#### Excerpted records:
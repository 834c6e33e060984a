//! Command-line and environment configuration for the server.

use std::net::SocketAddr;
use std::time::Duration;

use bipcard_lib::bipcard_portal::DEFAULT_BASE_URL;
use bipcard_lib::{CoercionPolicy, PortalConfig};
use clap::Parser;

#[derive(Parser, Debug, Clone)]
#[command(name = "bipcard-server")]
#[command(about = "Serve bip! card balance and movements scraped from PortalCAE")]
pub struct ServerArgs {
    /// Address to listen on
    #[arg(long, env = "BIPCARD_BIND", default_value = "0.0.0.0:8080")]
    pub bind: SocketAddr,

    /// Base URL of the PortalCAE web module
    #[arg(long, env = "BIPCARD_PORTAL_BASE_URL", default_value = DEFAULT_BASE_URL)]
    pub portal_base_url: String,

    /// Timeout for each portal request, in seconds
    #[arg(long, env = "BIPCARD_TIMEOUT_SECS", default_value_t = 30)]
    pub timeout_secs: u64,

    /// Turn unreadable numbers and dates into zero values instead of failing
    #[arg(long, env = "BIPCARD_LENIENT_COERCION")]
    pub lenient_coercion: bool,
}

impl ServerArgs {
    pub fn portal_config(&self) -> PortalConfig {
        PortalConfig::with_base_url(&self.portal_base_url)
            .with_timeout(Duration::from_secs(self.timeout_secs))
    }

    pub fn coercion_policy(&self) -> CoercionPolicy {
        if self.lenient_coercion {
            CoercionPolicy::Lenient
        } else {
            CoercionPolicy::Strict
        }
    }
}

#### What is expected:
Write the complete data out, exactly as above.

#### Response box:
repository 834c6e33e060984a
//! Command-line and environment configuration for the server.

use std::net::SocketAddr;
use std::time::Duration;

use bipcard_lib::bipcard_portal::DEFAULT_BASE_URL;
use bipcard_lib::{CoercionPolicy, PortalConfig};
use clap::Parser;

#[derive(Parser, Debug, Clone)]
#[command(name = "bipcard-server")]
#[command(about = "Serve bip! card balance and movements scraped from PortalCAE")]
pub struct ServerArgs {
    /// Address to listen on
    #[arg(long, env = "BIPCARD_BIND", default_value = "0.0.0.0:8080")]
    pub bind: SocketAddr,

    /// Base URL of the PortalCAE web module
    #[arg(long, env = "BIPCARD_PORTAL_BASE_URL", default_value = DEFAULT_BASE_URL)]
    pub portal_base_url: String,

    /// Timeout for each portal request, in seconds
    #[arg(long, env = "BIPCARD_TIMEOUT_SECS", default_value_t = 30)]
    pub timeout_secs: u64,

    /// Turn unreadable numbers and dates into zero values instead of failing
    #[arg(long, env = "BIPCARD_LENIENT_COERCION")]
    pub lenient_coercion: bool,
}

impl ServerArgs {
    pub fn portal_config(&self) -> PortalConfig {
        PortalConfig::with_base_url(&self.portal_base_url)
            .with_timeout(Duration::from_secs(self.timeout_secs))
    }

    pub fn coercion_policy(&self) -> CoercionPolicy {
        if self.lenient_coercion {
            CoercionPolicy::Lenient
        } else {
            CoercionPolicy::Strict
        }
    }
}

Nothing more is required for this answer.